The apex court in the case of Energy Watchdog vs. Central Electricity Regulatory Commission and Ors.1 recognized that changes in domestic coal regime i.e., National Coal Distribution Policy (NCDP of 2007) is a change in law event. However, the increase in the prices of imported coal due to change in a foreign law was not considered as a change in law event. Therefore, 'Change in law' relief under the contract is applicable to changes in Indian law and not changes in foreign law. It is pertinent to note that the apex court's ruling on the argument surrounding 'Change in Law' was contained in Article 13 of the Long-Term Power Purchase Agreement which stipulated that any change in law would require the affected party to be put in the same economic position they would have been, if such change in law would not have occurred. This judgement has widened the scope of applicability of a Change in Law clause by holding that any change in government policy would also count as 'Change in Law'.

Furthermore, in the case of Uttar Haryana Bijli Vitran Nigam Ltd. vs. Adani Power Ltd.2 and Jaipur Vidyut Vitaran Nigam Ltd. vs. Adani Power Rajasthan Limited3 the apex courtrelying on the ratio of Energy Watchdog judgment opined that the Change in Law clause is an in-built restitutionary principle which compensates the party affected by such change in law, i.e., the party must be given the benefit of restitution as understood in civil law. The court also clarified that adjustment in monthly tariff payment on account of Change in Law under the Long-Term Power Purchase Agreement shall be effected from the date of the Change in Law coming into effect.

However, the Supreme Court while interpreting the Change in Law clause of a works contract in the case of South East Asia Marine Engineering and Constructions Ltd. vs. Oil India Limited4 held that the wide interpretation of the Arbitral Tribunal to expand the meaning of Change in Law clause to include change in the rate of High-Speed Diesel (HSD) cannot be accepted. Further, the court also stated that the Arbitral Tribunal should have adopted a literal approach to interpret the contract rather than a wider one. In the arbitration proceedings, the tribunal used the principle of liberal and wide interpretation to hold that the hike in price would constitute a 'Change in Law' thereby, allowing the appellant to be compensated for the increased cost incurred in the operations under the contract.

The court also observed that the contract was based on a fixed rate. The party, before entering the tender process, entered the contract after mitigating the risk of such an increase in the price of HSD. The court, therefore, opined that a prudent contractor would have taken into consideration in the margin, such price fluctuations while bidding for the tender. Such price fluctuations could not be brought under the Change in Law clause unless specific language points to the inclusion.

CONCLUSION

It can be seen that there is no straitjacket rule on the applicability of a Change in Law clause and depends on the facts of each case. On one hand, the apex court broadened the scope and application of the Change in Law clause under the Jaipur Vidyut judgment and on the other hand, in the same year (2020), the apex court itself gave a narrow interpretation to the Change in Law cause under the South East Asia judgment.

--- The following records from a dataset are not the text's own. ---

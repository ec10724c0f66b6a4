//! Constructive MRV/LCV solver.
//!
//! Treats each camper as a variable whose value is an ordering of their
//! preferred workshops across the day's slots, and assigns campers one
//! at a time using the two classic constraint-satisfaction orderings:
//!
//! - **Variable order (MRV)**: among still-unassigned campers, pick the
//!   one with the fewest feasible placements — summed `can_assign` hits
//!   over every permutation of their preferences — so the most
//!   constrained campers book while the solution space is least
//!   depleted.
//! - **Value order (LCV)**: for the chosen camper, commit the preference
//!   permutation whose sessions have the most spare seats, leaving the
//!   most room for everyone after them.
//!
//! This is a one-pass constructive heuristic, not an exhaustive search:
//! no backtracking across campers, so pathological orderings can leave
//! sentinel slots that a complete search would fill. That trade keeps
//! runtime tractable for hundreds of campers.
//!
//! # References
//! - Russell & Norvig (2020), "Artificial Intelligence: A Modern
//!   Approach", Ch. 6.3 (variable and value ordering)
//! - Haralick & Elliott (1980), "Increasing Tree Search Efficiency for
//!   Constraint Satisfaction Problems"

use crate::models::{Camper, Configuration, Schedule, SchedulingPolicy};

/// Options for the constructive solver.
#[derive(Debug, Clone, Default)]
pub struct CspConfig {
    /// When a position of the winning permutation fails `can_assign`,
    /// book it anyway as long as the camper's own row allows it and the
    /// slot's session ceiling still admits a new session.
    ///
    /// This reproduces the historical capacity slack: an overfilled
    /// session becomes a [`Violation`] instead of a sentinel slot.
    /// Disabled by default, which keeps solver output valid by
    /// construction.
    ///
    /// [`Violation`]: crate::models::Violation
    pub open_session_fallback: bool,
}

impl CspConfig {
    /// Creates the default options.
    pub fn new() -> Self {
        Self::default()
    }

    /// Enables or disables the overflow fallback.
    pub fn with_open_session_fallback(mut self, enabled: bool) -> Self {
        self.open_session_fallback = enabled;
        self
    }
}

/// One-pass MRV/LCV assignment solver.
///
/// Deterministic: ties in both orderings break toward registration
/// order, and no randomness is used anywhere.
///
/// # Example
///
/// ```
/// use camp_schedule::csp::CspSolver;
/// use camp_schedule::models::{AgeGroup, Camper, Configuration, SchedulingPolicy};
///
/// let config = Configuration::new()
///     .with_workshops(["Archery", "Pottery", "Robotics"])
///     .with_camper(
///         Camper::new("c1", AgeGroup::Kilobyte)
///             .with_preferences(["Archery", "Pottery", "Robotics"]),
///     );
///
/// let solver = CspSolver::new(SchedulingPolicy::default());
/// let schedule = solver.solve(&config);
/// assert_eq!(schedule.assigned_count("c1"), 3);
/// ```
#[derive(Debug, Clone, Default)]
pub struct CspSolver {
    policy: SchedulingPolicy,
    config: CspConfig,
}

impl CspSolver {
    /// Creates a solver with the given policy and default options.
    pub fn new(policy: SchedulingPolicy) -> Self {
        Self {
            policy,
            config: CspConfig::default(),
        }
    }

    /// Sets the solver options.
    pub fn with_config(mut self, config: CspConfig) -> Self {
        self.config = config;
        self
    }

    /// Assigns every camper exactly once and returns the schedule.
    pub fn solve(&self, configuration: &Configuration) -> Schedule {
        let mut schedule = Schedule::new(self.policy.clone());
        let mut remaining: Vec<&Camper> = configuration.campers.iter().collect();

        while !remaining.is_empty() {
            let next = self.most_constrained(&remaining, &schedule);
            let camper = remaining.remove(next);
            self.commit_least_constraining(camper, &mut schedule);
        }

        schedule
    }

    /// MRV: index of the camper with the fewest feasible placements.
    ///
    /// The score sums `can_assign` over every position of every
    /// preference permutation against the current schedule; ties keep
    /// the earliest camper.
    fn most_constrained(&self, remaining: &[&Camper], schedule: &Schedule) -> usize {
        let mut best = 0;
        let mut best_score = usize::MAX;

        for (i, camper) in remaining.iter().enumerate() {
            let mut score = 0;
            for perm in k_permutations(&camper.preferences, self.policy.slot_count) {
                for (slot, workshop) in perm.iter().enumerate() {
                    if schedule.can_assign(&camper.id, camper.age_group, workshop, slot) {
                        score += 1;
                    }
                }
            }
            if score < best_score {
                best_score = score;
                best = i;
            }
        }

        best
    }

    /// LCV: commit the permutation whose sessions have the most spare
    /// seats, position by position.
    fn commit_least_constraining(&self, camper: &Camper, schedule: &mut Schedule) {
        schedule.register_camper(&camper.id);

        let perms = k_permutations(&camper.preferences, self.policy.slot_count);
        let Some(first) = perms.first() else {
            // Fewer preferences than slots: nothing to permute, the row
            // stays all-sentinel. Validation flags this at the boundary.
            return;
        };

        let mut best = first;
        let mut best_score = 0;
        for perm in &perms {
            let score: usize = perm
                .iter()
                .enumerate()
                .map(|(slot, workshop)| {
                    schedule.remaining_capacity(workshop, slot, camper.age_group)
                })
                .sum();
            if score > best_score {
                best_score = score;
                best = perm;
            }
        }

        for (slot, workshop) in best.iter().enumerate() {
            if schedule.can_assign(&camper.id, camper.age_group, workshop, slot) {
                schedule.add_booking(&camper.id, camper.age_group, workshop, slot);
            } else if self.config.open_session_fallback
                && row_admits(schedule, &camper.id, workshop, slot)
                && schedule.can_open_session_in_slot(slot)
            {
                // Historical slack: accept the booking and let the
                // violation audit price any capacity excess.
                schedule.add_booking(&camper.id, camper.age_group, workshop, slot);
            }
            // Otherwise the slot keeps the sentinel.
        }
    }
}

/// Whether the camper's own row allows booking `workshop` at `slot`
/// (free slot, workshop not already taken). Session-level limits are
/// deliberately not checked — this guards only the structural
/// invariants the booking table cannot represent being broken.
fn row_admits(schedule: &Schedule, camper_id: &str, workshop: &str, slot: usize) -> bool {
    match schedule.row(camper_id) {
        Some(row) => row[slot].is_none() && !row.iter().flatten().any(|w| w == workshop),
        None => true,
    }
}

/// All orderings of `k` distinct items from `items`, in stable
/// index-lexicographic order.
fn k_permutations(items: &[String], k: usize) -> Vec<Vec<&str>> {
    fn extend<'a>(
        items: &'a [String],
        used: &mut [bool],
        current: &mut Vec<&'a str>,
        k: usize,
        out: &mut Vec<Vec<&'a str>>,
    ) {
        if current.len() == k {
            out.push(current.clone());
            return;
        }
        for i in 0..items.len() {
            if used[i] {
                continue;
            }
            used[i] = true;
            current.push(&items[i]);
            extend(items, used, current, k, out);
            current.pop();
            used[i] = false;
        }
    }

    let mut out = Vec::new();
    if k <= items.len() {
        let mut used = vec![false; items.len()];
        extend(items, &mut used, &mut Vec::with_capacity(k), k, &mut out);
    }
    out
}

In our humble opinion, pursuant to the interpretation of Change in Law clause given by the Supreme Court in the aforesaid judgments, it would not be wrong to observe that the notifications and orders issued by the Ministry of Home Affairs and respective State Governments under the Disaster Management Act, 2005, to contain the spread of COVID-19 pandemic, having the force of law would also be covered under the expression of Change in Law.

In view thereof, claiming a relief of restitution due to COVID-19 pandemic under the Change in Law clause would be more appropriate and effective than claiming relief under the Force Majeure clause. However, it would be interesting to see how the courts and arbitral tribunals interpret the applicability of Change in Law clause with respect to COVID-19 pandemic.